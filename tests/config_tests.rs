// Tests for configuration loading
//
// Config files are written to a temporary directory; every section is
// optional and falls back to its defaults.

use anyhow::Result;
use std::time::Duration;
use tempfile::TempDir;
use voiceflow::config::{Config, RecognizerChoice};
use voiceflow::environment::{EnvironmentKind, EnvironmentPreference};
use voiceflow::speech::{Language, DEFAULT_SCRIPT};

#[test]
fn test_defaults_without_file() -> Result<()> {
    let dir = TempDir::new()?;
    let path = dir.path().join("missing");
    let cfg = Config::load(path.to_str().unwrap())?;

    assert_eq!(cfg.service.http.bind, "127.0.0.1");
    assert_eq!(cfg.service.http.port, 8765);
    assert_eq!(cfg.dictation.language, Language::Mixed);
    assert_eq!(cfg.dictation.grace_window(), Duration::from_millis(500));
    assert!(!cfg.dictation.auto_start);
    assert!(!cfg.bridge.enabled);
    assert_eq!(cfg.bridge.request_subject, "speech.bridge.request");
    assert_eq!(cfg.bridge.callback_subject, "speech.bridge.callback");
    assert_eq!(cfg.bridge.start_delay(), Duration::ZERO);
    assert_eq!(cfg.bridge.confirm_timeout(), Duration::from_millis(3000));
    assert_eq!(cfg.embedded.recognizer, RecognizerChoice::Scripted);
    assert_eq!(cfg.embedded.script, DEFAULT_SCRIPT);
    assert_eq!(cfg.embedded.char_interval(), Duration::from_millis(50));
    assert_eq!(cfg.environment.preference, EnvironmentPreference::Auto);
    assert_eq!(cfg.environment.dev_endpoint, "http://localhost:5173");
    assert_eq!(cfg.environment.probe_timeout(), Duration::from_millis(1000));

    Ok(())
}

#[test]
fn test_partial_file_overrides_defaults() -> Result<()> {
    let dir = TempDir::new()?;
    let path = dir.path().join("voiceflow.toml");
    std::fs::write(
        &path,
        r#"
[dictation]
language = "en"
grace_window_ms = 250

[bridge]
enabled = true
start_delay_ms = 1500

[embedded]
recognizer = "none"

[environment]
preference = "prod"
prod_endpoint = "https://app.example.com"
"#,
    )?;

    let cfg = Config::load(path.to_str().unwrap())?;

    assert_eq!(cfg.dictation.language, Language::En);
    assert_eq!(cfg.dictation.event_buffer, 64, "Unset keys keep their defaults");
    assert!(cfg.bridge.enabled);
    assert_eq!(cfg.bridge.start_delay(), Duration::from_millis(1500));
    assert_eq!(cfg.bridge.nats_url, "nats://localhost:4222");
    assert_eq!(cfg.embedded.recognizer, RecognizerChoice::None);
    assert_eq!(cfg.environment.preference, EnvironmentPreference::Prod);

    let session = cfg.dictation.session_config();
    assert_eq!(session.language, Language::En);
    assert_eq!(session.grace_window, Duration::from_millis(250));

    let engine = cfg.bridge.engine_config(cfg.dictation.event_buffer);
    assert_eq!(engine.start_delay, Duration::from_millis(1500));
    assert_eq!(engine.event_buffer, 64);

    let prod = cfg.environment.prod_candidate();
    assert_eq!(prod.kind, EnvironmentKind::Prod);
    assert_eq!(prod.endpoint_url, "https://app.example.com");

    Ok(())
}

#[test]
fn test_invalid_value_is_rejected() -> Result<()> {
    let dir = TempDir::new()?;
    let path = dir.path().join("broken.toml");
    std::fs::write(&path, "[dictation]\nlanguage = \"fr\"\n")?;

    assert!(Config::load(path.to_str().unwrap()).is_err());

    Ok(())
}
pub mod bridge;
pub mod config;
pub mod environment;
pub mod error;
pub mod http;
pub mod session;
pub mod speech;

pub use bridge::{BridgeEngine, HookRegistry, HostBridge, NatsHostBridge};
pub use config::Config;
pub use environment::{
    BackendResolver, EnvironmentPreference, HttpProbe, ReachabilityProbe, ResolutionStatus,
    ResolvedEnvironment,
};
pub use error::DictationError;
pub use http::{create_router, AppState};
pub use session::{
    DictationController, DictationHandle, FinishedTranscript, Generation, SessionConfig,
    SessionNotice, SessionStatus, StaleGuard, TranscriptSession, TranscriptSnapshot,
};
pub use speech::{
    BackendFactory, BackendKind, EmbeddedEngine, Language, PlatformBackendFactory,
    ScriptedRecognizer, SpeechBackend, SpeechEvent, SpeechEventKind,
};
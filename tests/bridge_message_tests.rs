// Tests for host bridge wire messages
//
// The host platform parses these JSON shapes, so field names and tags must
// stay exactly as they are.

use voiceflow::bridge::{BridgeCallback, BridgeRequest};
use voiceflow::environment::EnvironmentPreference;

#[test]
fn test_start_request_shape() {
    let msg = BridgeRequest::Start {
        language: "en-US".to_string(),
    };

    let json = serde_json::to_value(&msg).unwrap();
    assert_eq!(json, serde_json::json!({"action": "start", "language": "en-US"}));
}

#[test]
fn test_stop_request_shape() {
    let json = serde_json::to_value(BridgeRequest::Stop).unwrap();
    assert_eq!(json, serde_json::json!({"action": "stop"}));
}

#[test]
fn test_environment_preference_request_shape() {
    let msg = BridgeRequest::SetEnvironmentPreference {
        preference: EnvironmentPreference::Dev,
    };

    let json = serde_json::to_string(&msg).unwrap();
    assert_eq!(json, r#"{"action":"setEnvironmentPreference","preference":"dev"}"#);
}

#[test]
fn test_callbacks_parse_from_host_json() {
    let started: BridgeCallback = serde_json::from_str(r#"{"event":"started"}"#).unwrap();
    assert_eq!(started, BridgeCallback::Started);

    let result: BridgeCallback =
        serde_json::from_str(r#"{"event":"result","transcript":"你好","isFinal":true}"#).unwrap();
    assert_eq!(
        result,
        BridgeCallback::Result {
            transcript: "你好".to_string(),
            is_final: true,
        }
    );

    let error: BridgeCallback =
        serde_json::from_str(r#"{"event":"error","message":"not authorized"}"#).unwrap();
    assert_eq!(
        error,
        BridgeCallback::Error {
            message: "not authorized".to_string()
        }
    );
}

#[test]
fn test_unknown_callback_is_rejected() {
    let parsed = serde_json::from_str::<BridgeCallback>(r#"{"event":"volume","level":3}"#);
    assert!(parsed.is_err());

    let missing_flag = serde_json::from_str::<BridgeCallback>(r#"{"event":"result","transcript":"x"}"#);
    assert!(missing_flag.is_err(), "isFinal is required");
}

**Action item:** Please copy the entire listing, leaving each line exactly as written.

**Response box:**
filename tests/config_tests.rs
// Tests for configuration loading
//
// Config files are written to a temporary directory; every section is
// optional and falls back to its defaults.

use anyhow::Result;
use std::time::Duration;
use tempfile::TempDir;
use voiceflow::config::{Config, RecognizerChoice};
use voiceflow::environment::{EnvironmentKind, EnvironmentPreference};
use voiceflow::speech::{Language, DEFAULT_SCRIPT};

#[test]
fn test_defaults_without_file() -> Result<()> {
    let dir = TempDir::new()?;
    let path = dir.path().join("missing");
    let cfg = Config::load(path.to_str().unwrap())?;

    assert_eq!(cfg.service.http.bind, "127.0.0.1");
    assert_eq!(cfg.service.http.port, 8765);
    assert_eq!(cfg.dictation.language, Language::Mixed);
    assert_eq!(cfg.dictation.grace_window(), Duration::from_millis(500));
    assert!(!cfg.dictation.auto_start);
    assert!(!cfg.bridge.enabled);
    assert_eq!(cfg.bridge.request_subject, "speech.bridge.request");
    assert_eq!(cfg.bridge.callback_subject, "speech.bridge.callback");
    assert_eq!(cfg.bridge.start_delay(), Duration::ZERO);
    assert_eq!(cfg.bridge.confirm_timeout(), Duration::from_millis(3000));
    assert_eq!(cfg.embedded.recognizer, RecognizerChoice::Scripted);
    assert_eq!(cfg.embedded.script, DEFAULT_SCRIPT);
    assert_eq!(cfg.embedded.char_interval(), Duration::from_millis(50));
    assert_eq!(cfg.environment.preference, EnvironmentPreference::Auto);
    assert_eq!(cfg.environment.dev_endpoint, "http://localhost:5173");
    assert_eq!(cfg.environment.probe_timeout(), Duration::from_millis(1000));

    Ok(())
}

#[test]
fn test_partial_file_overrides_defaults() -> Result<()> {
    let dir = TempDir::new()?;
    let path = dir.path().join("voiceflow.toml");
    std::fs::write(
        &path,
        r#"
[dictation]
language = "en"
grace_window_ms = 250

[bridge]
enabled = true
start_delay_ms = 1500

[embedded]
recognizer = "none"

[environment]
preference = "prod"
prod_endpoint = "https://app.example.com"
"#,
    )?;

    let cfg = Config::load(path.to_str().unwrap())?;

    assert_eq!(cfg.dictation.language, Language::En);
    assert_eq!(cfg.dictation.event_buffer, 64, "Unset keys keep their defaults");
    assert!(cfg.bridge.enabled);
    assert_eq!(cfg.bridge.start_delay(), Duration::from_millis(1500));
    assert_eq!(cfg.bridge.nats_url, "nats://localhost:4222");
    assert_eq!(cfg.embedded.recognizer, RecognizerChoice::None);
    assert_eq!(cfg.environment.preference, EnvironmentPreference::Prod);

    let session = cfg.dictation.session_config();
    assert_eq!(session.language, Language::En);
    assert_eq!(session.grace_window, Duration::from_millis(250));

    let engine = cfg.bridge.engine_config(cfg.dictation.event_buffer);
    assert_eq!(engine.start_delay, Duration::from_millis(1500));
    assert_eq!(engine.event_buffer, 64);

    let prod = cfg.environment.prod_candidate();
    assert_eq!(prod.kind, EnvironmentKind::Prod);
    assert_eq!(prod.endpoint_url, "https://app.example.com");

    Ok(())
}

#[test]
fn test_invalid_value_is_rejected() -> Result<()> {
    let dir = TempDir::new()?;
    let path = dir.path().join("broken.toml");
    std::fs::write(&path, "[dictation]\nlanguage = \"fr\"\n")?;

    assert!(Config::load(path.to_str().unwrap()).is_err());

    Ok(())
}
pub mod bridge;
pub mod config;
pub mod environment;
pub mod error;
pub mod http;
pub mod session;
pub mod speech;

pub use bridge::{BridgeEngine, HookRegistry, HostBridge, NatsHostBridge};
pub use config::Config;
pub use environment::{
    BackendResolver, EnvironmentPreference, HttpProbe, ReachabilityProbe, ResolutionStatus,
    ResolvedEnvironment,
};
pub use error::DictationError;
pub use http::{create_router, AppState};
pub use session::{
    DictationController, DictationHandle, FinishedTranscript, Generation, SessionConfig,
    SessionNotice, SessionStatus, StaleGuard, TranscriptSession, TranscriptSnapshot,
};
pub use speech::{
    BackendFactory, BackendKind, EmbeddedEngine, Language, PlatformBackendFactory,
    ScriptedRecognizer, SpeechBackend, SpeechEvent, SpeechEventKind,
};
filename tests/bridge_message_tests.rs
// Tests for host bridge wire messages
//
// The host platform parses these JSON shapes, so field names and tags must
// stay exactly as they are.

use voiceflow::bridge::{BridgeCallback, BridgeRequest};
use voiceflow::environment::EnvironmentPreference;

#[test]
fn test_start_request_shape() {
    let msg = BridgeRequest::Start {
        language: "en-US".to_string(),
    };

    let json = serde_json::to_value(&msg).unwrap();
    assert_eq!(json, serde_json::json!({"action": "start", "language": "en-US"}));
}

#[test]
fn test_stop_request_shape() {
    let json = serde_json::to_value(BridgeRequest::Stop).unwrap();
    assert_eq!(json, serde_json::json!({"action": "stop"}));
}

#[test]
fn test_environment_preference_request_shape() {
    let msg = BridgeRequest::SetEnvironmentPreference {
        preference: EnvironmentPreference::Dev,
    };

    let json = serde_json::to_string(&msg).unwrap();
    assert_eq!(json, r#"{"action":"setEnvironmentPreference","preference":"dev"}"#);
}

#[test]
fn test_callbacks_parse_from_host_json() {
    let started: BridgeCallback = serde_json::from_str(r#"{"event":"started"}"#).unwrap();
    assert_eq!(started, BridgeCallback::Started);

    let result: BridgeCallback =
        serde_json::from_str(r#"{"event":"result","transcript":"你好","isFinal":true}"#).unwrap();
    assert_eq!(
        result,
        BridgeCallback::Result {
            transcript: "你好".to_string(),
            is_final: true,
        }
    );

    let error: BridgeCallback =
        serde_json::from_str(r#"{"event":"error","message":"not authorized"}"#).unwrap();
    assert_eq!(
        error,
        BridgeCallback::Error {
            message: "not authorized".to_string()
        }
    );
}

#[test]
fn test_unknown_callback_is_rejected() {
    let parsed = serde_json::from_str::<BridgeCallback>(r#"{"event":"volume","level":3}"#);
    assert!(parsed.is_err());

    let missing_flag = serde_json::from_str::<BridgeCallback>(r#"{"event":"result","transcript":"x"}"#);
    assert!(missing_flag.is_err(), "isFinal is required");
}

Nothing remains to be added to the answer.